Hey @brsolomon-deloitte 👋 Thank you for taking the time to raise this! If you add a dependency between aws_acm_certificate.REDACTED_elb_cert and aws_acmpca_certificate_authority_certificate.REDACTED_ca_cert (either implicitly or explicitly via depends_on), does that improve the behavior for you?

Right now, the aws_acm_certificate is only dependent on the aws_acmpca_certificate_authority itself, so it's likely getting created before the other resources are.

gowthamakanthan commented 10 months ago

@justinretzolk I've tried the with depends_on as suggested. However the ACM request certificate for the private certificate is still failing with following error.

resource "aws_acmpca_certificate_authority" "private_ca_authority" {
  permanent_deletion_time_in_days = 7
  type                            = "ROOT"
  certificate_authority_configuration {
    key_algorithm     = local.key_algorithm
    signing_algorithm = local.signing_algorithm
    subject {
      common_name  = local.common_name
      organization = local.org
    }
  }
  tags = local.tags
}

resource "aws_acmpca_permission" "private_ca_permission" {
  certificate_authority_arn = aws_acmpca_certificate_authority.private_ca_authority.arn
  actions                   = ["IssueCertificate", "GetCertificate", "ListPermissions"]
  principal                 = "acm.amazonaws.com"
}

data "aws_partition" "current" {}

resource "aws_acmpca_certificate" "private_ca_cert" {
  certificate_authority_arn   = aws_acmpca_certificate_authority.private_ca_authority.arn
  certificate_signing_request = aws_acmpca_certificate_authority.private_ca_authority.certificate_signing_request
  signing_algorithm           = local.signing_algorithm

  template_arn = "arn:${data.aws_partition.current.partition}:acm-pca:::template/RootCACertificate/V1"

  validity {
    type  = "YEARS"
    value = local.private_cert_validity
  }
}

resource "aws_acmpca_certificate_authority_certificate" "pca_authority_cert" {
  certificate_authority_arn = aws_acmpca_certificate_authority.private_ca_authority.arn
  certificate               = aws_acmpca_certificate.private_ca_cert.certificate
  certificate_chain         = aws_acmpca_certificate.private_ca_cert.certificate_chain
}

resource "aws_acm_certificate" "request_cert" {
  domain_name               = local.common_name
  certificate_authority_arn = aws_acmpca_certificate_authority.private_ca_authority.arn
  key_algorithm             = local.key_algorithm

  tags = local.tags

  lifecycle {
    create_before_destroy = true
  }

  depends_on = [aws_acmpca_certificate_authority.private_ca_authority]
}

Error:

The current state of the private CA is not valid or does not permit the requested operation.

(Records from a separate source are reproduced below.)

//! Retry loop shared by the local and container executors.
//!
//! Each attempt runs the backend step. Any failure other than cancellation
//! bumps the invocation's error counter and is retried after the configured
//! delay until `max_retries` extra attempts have been spent. Cancellation is
//! checked during the delay and while an attempt is in flight; dropping an
//! in-flight attempt drops its subprocess or exec stream with it.

use crate::config::ExecutionConfig;
use crate::context::CodeExecutorContext;
use crate::core_types::{CodeExecutionResult, ExecutionError, ExecutionErrorKind};
use crate::errors::CodeExecutorError;
use chrono::Utc;
use std::future::Future;
use std::time::Instant;
use tokio_util::sync::CancellationToken;

pub(crate) struct RetryScope<'a> {
    pub config: &'a ExecutionConfig,
    pub cancel: &'a CancellationToken,
    pub context: &'a CodeExecutorContext,
    pub invocation_id: &'a str,
    pub execution_id: &'a str,
}

pub(crate) async fn execute_with_retry<F, Fut>(
    scope: RetryScope<'_>,
    mut attempt: F,
) -> Result<CodeExecutionResult, CodeExecutorError>
where
    F: FnMut(u32) -> Fut,
    Fut: Future<Output = Result<CodeExecutionResult, CodeExecutorError>>,
{
    let started = Instant::now();
    let max_attempts = scope.config.max_retries.saturating_add(1);
    let mut last_error = None;

    for attempt_number in 0..max_attempts {
        if attempt_number > 0 {
            tokio::select! {
                _ = scope.cancel.cancelled() => return Err(CodeExecutorError::Cancelled),
                _ = tokio::time::sleep(scope.config.retry_delay) => {}
            }
        }

        let outcome = tokio::select! {
            biased;
            _ = scope.cancel.cancelled() => Err(CodeExecutorError::Cancelled),
            outcome = attempt(attempt_number) => outcome,
        };

        match outcome {
            Ok(mut result) => {
                result.duration = started.elapsed();
                result.execution_id = scope.execution_id.to_string();
                result.timestamp = Utc::now();
                scope.context.add_execution_result(&result)?;
                return Ok(result);
            }
            Err(CodeExecutorError::Cancelled) => return Err(CodeExecutorError::Cancelled),
            Err(e) => {
                let errors = scope.context.increment_error_count(scope.invocation_id);
                log::warn!(
                    "Code execution attempt {}/{} failed for execution '{}' ({} error(s) this invocation): {}",
                    attempt_number + 1,
                    max_attempts,
                    scope.execution_id,
                    errors,
                    e
                );
                last_error = Some(e);
            }
        }
    }

    let error = match last_error {
        Some(error) => error,
        None => {
            return Err(CodeExecutorError::Config(
                "Retry loop finished without running an attempt".to_string(),
            ))
        }
    };

    let mut result = error.partial_result().cloned().unwrap_or_default();
    if result.exit_code == 0 {
        result.exit_code = 1;
    }
    result.error = Some(ExecutionError {
        kind: error_kind(&error),
        message: error.to_string(),
    });
    result.duration = started.elapsed();
    result.execution_id = scope.execution_id.to_string();
    result.timestamp = Utc::now();

    Err(CodeExecutorError::RetriesExhausted {
        attempts: max_attempts,
        result: Box::new(result),
        source: Box::new(error),
    })
}

fn error_kind(error: &CodeExecutorError) -> ExecutionErrorKind {
    match error {
        CodeExecutorError::Timeout { .. } => ExecutionErrorKind::Timeout,
        CodeExecutorError::Spawn { .. } => ExecutionErrorKind::Spawn,
        CodeExecutorError::NonZeroExit { .. } => ExecutionErrorKind::NonZeroExit,
        CodeExecutorError::Cancelled => ExecutionErrorKind::Cancelled,
        _ => ExecutionErrorKind::Runtime,
    }
}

resource "aws_acm_certificate" "request_cert" {
    arn                       = "arn:aws:acm:us-east-1:<>:certificate/ac0c10e9-a84d-4172-b0f9-cf165402cd1e"
    certificate_authority_arn = "arn:aws:acm-pca:us-east-1:<>:certificate-authority/9b42320f-1fb8-45be-98cc-f4d784b95108"
    domain_name               = "domain"
    domain_validation_options = []
    id                        = "arn:aws:acm:us-east-1:<>:certificate/ac0c10e9-a84d-4172-b0f9-cf165402cd1e"
    key_algorithm             = "RSA_2048"
    pending_renewal           = false
    renewal_eligibility       = "INELIGIBLE"
    renewal_summary           = []
    status                    = "FAILED"
    subject_alternative_names = [
        "domain",
    ]

When i manually Install the CA certificate for the PCA, ACM is working as expected. Any suggestions?

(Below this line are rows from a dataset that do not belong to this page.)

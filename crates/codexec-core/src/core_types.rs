//! Data types exchanged between callers and code executors
//!
//! Inputs are created fresh by the caller for every call and results are
//! produced exactly once per call. Results are appended to the execution
//! history of a session and never mutated afterwards, so everything here is
//! plain owned data that serializes into the session state.

use chrono::{DateTime, Utc};
use serde::{Deserialize, Serialize};
use std::collections::HashMap;
use std::path::PathBuf;
use std::time::Duration;

/// A file staged into an execution or produced by one.
#[derive(Debug, Clone, Default, PartialEq, Eq, Serialize, Deserialize)]
pub struct CodeExecutionFile {
    pub name: String,
    pub content: Vec<u8>,
    pub size: u64,
}

impl CodeExecutionFile {
    pub fn new(name: impl Into<String>, content: impl Into<Vec<u8>>) -> Self {
        let content = content.into();
        Self {
            name: name.into(),
            size: content.len() as u64,
            content,
        }
    }
}

#[derive(Debug, Clone, Default)]
pub struct CodeExecutionInput {
    /// Correlates calls that belong to one stateful session. Empty means
    /// "use the context's id, falling back to the invocation id".
    pub execution_id: String,
    pub code: String,
    pub language: Option<String>,
    pub working_dir: Option<PathBuf>,
    pub env: HashMap<String, String>,
    pub timeout: Option<Duration>,
    pub input_files: Vec<CodeExecutionFile>,
}

impl CodeExecutionInput {
    pub fn new(code: impl Into<String>) -> Self {
        Self {
            code: code.into(),
            ..Default::default()
        }
    }

    pub fn with_language(mut self, language: impl Into<String>) -> Self {
        self.language = Some(language.into());
        self
    }

    pub fn with_execution_id(mut self, execution_id: impl Into<String>) -> Self {
        self.execution_id = execution_id.into();
        self
    }

    pub fn with_timeout(mut self, timeout: Duration) -> Self {
        self.timeout = Some(timeout);
        self
    }

    pub fn with_working_dir(mut self, working_dir: impl Into<PathBuf>) -> Self {
        self.working_dir = Some(working_dir.into());
        self
    }

    pub fn with_env(mut self, key: impl Into<String>, value: impl Into<String>) -> Self {
        self.env.insert(key.into(), value.into());
        self
    }

    pub fn with_input_file(mut self, file: CodeExecutionFile) -> Self {
        self.input_files.push(file);
        self
    }
}

#[derive(Debug, Clone, Copy, PartialEq, Eq, Serialize, Deserialize)]
#[serde(rename_all = "snake_case")]
pub enum ExecutionErrorKind {
    Timeout,
    Spawn,
    NonZeroExit,
    Runtime,
    Cancelled,
}

/// Structured error attached to a failed result.
#[derive(Debug, Clone, PartialEq, Eq, Serialize, Deserialize)]
pub struct ExecutionError {
    pub kind: ExecutionErrorKind,
    pub message: String,
}

#[derive(Debug, Clone, Default, PartialEq, Serialize, Deserialize)]
pub struct CodeExecutionResult {
    pub stdout: String,
    pub stderr: String,
    pub exit_code: i64,
    #[serde(default, skip_serializing_if = "Option::is_none")]
    pub error: Option<ExecutionError>,
    #[serde(default)]
    pub output_files: Vec<CodeExecutionFile>,
    #[serde(default)]
    pub duration: Duration,
    #[serde(default)]
    pub execution_id: String,
    #[serde(default)]
    pub timestamp: DateTime<Utc>,
}

impl CodeExecutionResult {
    pub fn is_success(&self) -> bool {
        self.exit_code == 0 && self.error.is_none()
    }

    /// The text a conversation should see: stdout on success, otherwise
    /// stderr followed by the error message.
    pub fn primary_content(&self) -> String {
        if self.is_success() {
            return self.stdout.clone();
        }

        let mut parts = Vec::new();
        if !self.stderr.is_empty() {
            parts.push(self.stderr.trim_end().to_string());
        }
        if let Some(error) = &self.error {
            if !error.message.is_empty() {
                parts.push(error.message.clone());
            }
        }
        parts.join("\n")
    }
}

/// A code block found in model output. Offsets are byte positions of the whole
/// match (markers included) in the source text.
#[derive(Debug, Clone, PartialEq, Eq, Serialize, Deserialize)]
pub struct CodeBlock {
    pub language: String,
    pub code: String,
    pub start: usize,
    pub end: usize,
}

/// A (start marker, end marker) pair locating an embedded block in text.
#[derive(Debug, Clone, PartialEq, Eq, Hash, Serialize, Deserialize)]
pub struct DelimiterPair {
    pub start: String,
    pub end: String,
}

impl DelimiterPair {
    pub fn new(start: impl Into<String>, end: impl Into<String>) -> Self {
        Self {
            start: start.into(),
            end: end.into(),
        }
    }
}

/// Tool declarations attached to a model request.
#[derive(Debug, Clone, PartialEq, Serialize, Deserialize)]
#[serde(tag = "type", rename_all = "snake_case")]
pub enum ToolDeclaration {
    /// The provider's native code execution tool.
    CodeExecution,
    Function {
        name: String,
        description: String,
        #[serde(default)]
        parameters: serde_json::Value,
    },
}

/// The part of an outgoing model request the executors may touch.
#[derive(Debug, Clone, Default, PartialEq, Serialize, Deserialize)]
pub struct LlmRequest {
    pub model: String,
    #[serde(default)]
    pub tools: Vec<ToolDeclaration>,
}

impl LlmRequest {
    pub fn new(model: impl Into<String>) -> Self {
        Self {
            model: model.into(),
            tools: Vec::new(),
        }
    }
}

#[cfg(test)]
mod tests {
    use super::*;

    #[test]
    fn test_file_size_follows_content() {
        let file = CodeExecutionFile::new("data.csv", "a,b\n1,2\n");
        assert_eq!(file.size, 8);
    }

    #[test]
    fn test_primary_content_on_failure_joins_stderr_and_error() {
        let result = CodeExecutionResult {
            stdout: "partial".to_string(),
            stderr: "Traceback ...\n".to_string(),
            exit_code: 1,
            error: Some(ExecutionError {
                kind: ExecutionErrorKind::NonZeroExit,
                message: "exit status 1".to_string(),
            }),
            ..Default::default()
        };

        assert!(!result.is_success());
        assert_eq!(result.primary_content(), "Traceback ...\nexit status 1");
    }

    #[test]
    fn test_primary_content_on_success_is_stdout() {
        let result = CodeExecutionResult {
            stdout: "42\n".to_string(),
            stderr: "warning".to_string(),
            ..Default::default()
        };
        assert_eq!(result.primary_content(), "42\n");
    }
}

gowthamakanthan commented 9 months ago

This is working fine when adding the time wait for the request_cert.

resource "aws_acmpca_certificate_authority_certificate" "pca_authority_cert" {
  certificate_authority_arn = aws_acmpca_certificate_authority.private_ca_authority.arn
  certificate               = aws_acmpca_certificate.private_ca_cert.certificate
  certificate_chain         = aws_acmpca_certificate.private_ca_cert.certificate_chain
}

resource "time_sleep" "wait_30_seconds" {
  create_duration = "30s"
  depends_on      = [aws_acmpca_certificate_authority_certificate.pca_authority_cert]
}

resource "aws_acm_certificate" "request_cert" {
  domain_name               = local.common_name
  certificate_authority_arn = aws_acmpca_certificate_authority.private_ca_authority.arn
  key_algorithm             = local.key_algorithm

  tags = local.tags

  lifecycle {
    create_before_destroy = true
  }

  depends_on = [time_sleep.wait_30_seconds]
}